Required work: Write only how many lines of the listing below include the string "impl".

-=-=-

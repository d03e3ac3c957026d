use std::{
    collections::HashSet,
    sync::{
        atomic::{AtomicBool, Ordering},
        Arc, Mutex, MutexGuard, PoisonError, RwLock, Weak,
    },
};

use anyhow::{Context, Result};
use chrono::Utc;
use tokio::sync::broadcast;
use tokio::task::JoinHandle;

use crate::{
    analysis::{BatchAnalyzer, Progress},
    batching::form_batches,
    cadence::CadencePreset,
    settings::SettingsStore,
    store::BatchStore,
};

use super::{
    events::{BatchStatusChanged, StatusEvents},
    ticker::Ticker,
};

// Set to true to enable verbose logging in this module
const ENABLE_LOGS: bool = true;

use crate::{log_error, log_info, log_warn};

#[derive(Debug, Clone)]
pub struct OrchestratorConfig {
    /// Only captures newer than this are considered for new batches
    pub unprocessed_lookback: chrono::Duration,

    /// Batches spanning less than this are classified `skipped_short`
    pub min_batch_duration_secs: i64,

    /// Buffer size of the status event channel
    pub event_capacity: usize,
}

impl Default for OrchestratorConfig {
    fn default() -> Self {
        Self {
            unprocessed_lookback: chrono::Duration::hours(24),
            min_batch_duration_secs: 5 * 60,
            event_capacity: 64,
        }
    }
}

/// Result of one processing pass.
#[derive(Debug, Clone, PartialEq, Eq)]
pub struct PassReport {
    pub cadence: CadencePreset,
    pub captures_considered: usize,
    pub batches_created: Vec<i64>,
    /// Batches found `pending` from an earlier pass or run and dispatched again
    pub batches_resumed: Vec<i64>,
}

pub(crate) struct OrchestratorInner {
    pub(crate) store: Arc<dyn BatchStore>,
    pub(crate) analyzer: Arc<dyn BatchAnalyzer>,
    pub(crate) config: OrchestratorConfig,
    pub(crate) events: StatusEvents,
    /// Held for the whole of every pass and every reprocessing workflow.
    pub(crate) work_lane: tokio::sync::Mutex<()>,
    settings: Arc<SettingsStore>,
    active_cadence: RwLock<CadencePreset>,
    ticker: Mutex<Ticker>,
    pass_in_flight: AtomicBool,
    dispatching: Mutex<HashSet<i64>>,
}

/// Owns the periodic trigger and dispatches batches to the analysis service.
///
/// Construct one per process and hand clones (or [`OrchestratorHandle`]s) to callers.
#[derive(Clone)]
pub struct BatchOrchestrator {
    pub(crate) inner: Arc<OrchestratorInner>,
}

/// Weak reference for UI/CLI callers that must not keep the orchestrator alive.
#[derive(Clone)]
pub struct OrchestratorHandle {
    inner: Weak<OrchestratorInner>,
}

impl OrchestratorHandle {
    pub fn upgrade(&self) -> Option<BatchOrchestrator> {
        self.inner
            .upgrade()
            .map(|inner| BatchOrchestrator { inner })
    }
}

struct InFlightGuard<'a>(&'a AtomicBool);

impl Drop for InFlightGuard<'_> {
    fn drop(&mut self) {
        self.0.store(false, Ordering::SeqCst);
    }
}

/// Removes a batch from the dispatching set when its dispatch task ends.
struct DispatchGuard {
    orchestrator: BatchOrchestrator,
    batch_id: i64,
}

impl Drop for DispatchGuard {
    fn drop(&mut self) {
        self.orchestrator.lock_dispatching().remove(&self.batch_id);
    }
}

impl BatchOrchestrator {
    pub fn new(
        store: Arc<dyn BatchStore>,
        analyzer: Arc<dyn BatchAnalyzer>,
        settings: Arc<SettingsStore>,
        config: OrchestratorConfig,
    ) -> Self {
        let cadence = settings.cadence_preset();
        let events = StatusEvents::new(config.event_capacity);

        Self {
            inner: Arc::new(OrchestratorInner {
                store,
                analyzer,
                config,
                events,
                work_lane: tokio::sync::Mutex::new(()),
                settings,
                active_cadence: RwLock::new(cadence),
                ticker: Mutex::new(Ticker::new()),
                pass_in_flight: AtomicBool::new(false),
                dispatching: Mutex::new(HashSet::new()),
            }),
        }
    }

    pub fn downgrade(&self) -> OrchestratorHandle {
        OrchestratorHandle {
            inner: Arc::downgrade(&self.inner),
        }
    }

    /// Begin ticking at the persisted cadence and fire one pass right away.
    /// Starting again replaces the running ticker and re-reads the cadence.
    pub fn start(&self) {
        let cadence = self.inner.settings.cadence_preset();
        *self
            .inner
            .active_cadence
            .write()
            .unwrap_or_else(PoisonError::into_inner) = cadence;

        let period = cadence.check_interval();
        let handle = self.downgrade();
        self.lock_ticker().start(period, move || {
            if let Some(orchestrator) = handle.upgrade() {
                orchestrator.trigger_now();
            }
        });

        log_info!(
            "batch orchestrator started: {} cadence, checking every {}s",
            cadence,
            period.as_secs()
        );
    }

    /// Stop future ticks. In-flight passes and dispatches run to completion.
    pub fn stop(&self) {
        let mut ticker = self.lock_ticker();
        if ticker.is_running() {
            log_info!("batch orchestrator stopped");
        }
        ticker.stop();
    }

    pub fn is_running(&self) -> bool {
        self.lock_ticker().is_running()
    }

    /// Cadence captured at the last `start()` (or construction).
    pub fn active_cadence(&self) -> CadencePreset {
        *self
            .inner
            .active_cadence
            .read()
            .unwrap_or_else(PoisonError::into_inner)
    }

    pub fn subscribe(&self) -> broadcast::Receiver<BatchStatusChanged> {
        self.inner.events.subscribe()
    }

    /// Request a processing pass. Returns `None` when one is already in
    /// flight; the request is then folded into that pass.
    pub fn trigger_now(&self) -> Option<JoinHandle<()>> {
        if self
            .inner
            .pass_in_flight
            .compare_exchange(false, true, Ordering::SeqCst, Ordering::SeqCst)
            .is_err()
        {
            log_info!("processing pass already in flight; trigger coalesced");
            return None;
        }

        let this = self.clone();
        Some(tokio::spawn(async move {
            let _in_flight = InFlightGuard(&this.inner.pass_in_flight);
            match this.run_pass().await {
                Ok(report) => log_info!(
                    "processing pass done: {} unprocessed captures, {} new batches",
                    report.captures_considered,
                    report.batches_created.len()
                ),
                Err(err) => log_error!("processing pass failed: {err:?}"),
            }
        }))
    }

    /// One pass: form batches from unconsumed captures, persist them as
    /// `pending`, and dispatch each without waiting for the previous one.
    ///
    /// Batches left `pending` by an earlier pass (a crash between persisting and
    /// dispatching) are dispatched again first.
    pub async fn run_pass(&self) -> Result<PassReport> {
        let _lane = self.inner.work_lane.lock().await;

        let stranded = self
            .inner
            .store
            .fetch_pending_batches()
            .await
            .context("failed to fetch pending batches")?;
        let mut resumed = Vec::new();
        for batch in stranded {
            if self.spawn_dispatch(batch.id) {
                log_info!("resuming pending batch {}", batch.id);
                resumed.push(batch.id);
            }
        }

        let cadence = self.active_cadence();
        let batching = self.inner.analyzer.batching_config(cadence);
        let since = Utc::now() - self.inner.config.unprocessed_lookback;

        let captures = self
            .inner
            .store
            .fetch_unprocessed_captures(since)
            .await
            .context("failed to fetch unprocessed captures")?;
        let batches = form_batches(&captures, &batching);

        let mut created = Vec::with_capacity(batches.len());
        let mut persist_error = None;
        for batch in &batches {
            match self
                .inner
                .store
                .persist_batch(batch.start_time(), batch.end_time(), &batch.capture_ids())
                .await
            {
                Ok(Some(batch_id)) => {
                    log_info!(
                        "created batch {} ({} captures, {}s)",
                        batch_id,
                        batch.len(),
                        batch.duration_secs()
                    );
                    created.push(batch_id);
                }
                Ok(None) => log_warn!(
                    "batch {} - {} not persisted: captures already belong to another batch",
                    batch.start_time(),
                    batch.end_time()
                ),
                Err(err) => {
                    persist_error = Some(err);
                    break;
                }
            }
        }

        for batch_id in &created {
            self.spawn_dispatch(*batch_id);
        }

        if let Some(err) = persist_error {
            return Err(err.context("failed to persist batch"));
        }

        Ok(PassReport {
            cadence,
            captures_considered: captures.len(),
            batches_created: created,
            batches_resumed: resumed,
        })
    }

    /// `false` when the batch is already being dispatched.
    fn spawn_dispatch(&self, batch_id: i64) -> bool {
        if !self.lock_dispatching().insert(batch_id) {
            return false;
        }

        let this = self.clone();
        tokio::spawn(async move {
            let _dispatching = DispatchGuard {
                orchestrator: this.clone(),
                batch_id,
            };
            if let Err(err) = this.process_batch(batch_id, &Progress::silent()).await {
                log_error!("dispatch of batch {batch_id} failed: {err:?}");
                this.settle_after_error(batch_id, &format!("{err:#}")).await;
            }
        });
        true
    }

    fn lock_dispatching(&self) -> MutexGuard<'_, HashSet<i64>> {
        self.inner
            .dispatching
            .lock()
            .unwrap_or_else(PoisonError::into_inner)
    }

    fn lock_ticker(&self) -> MutexGuard<'_, Ticker> {
        self.inner
            .ticker
            .lock()
            .unwrap_or_else(PoisonError::into_inner)
    }
}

-=-=-

Response to this task: 5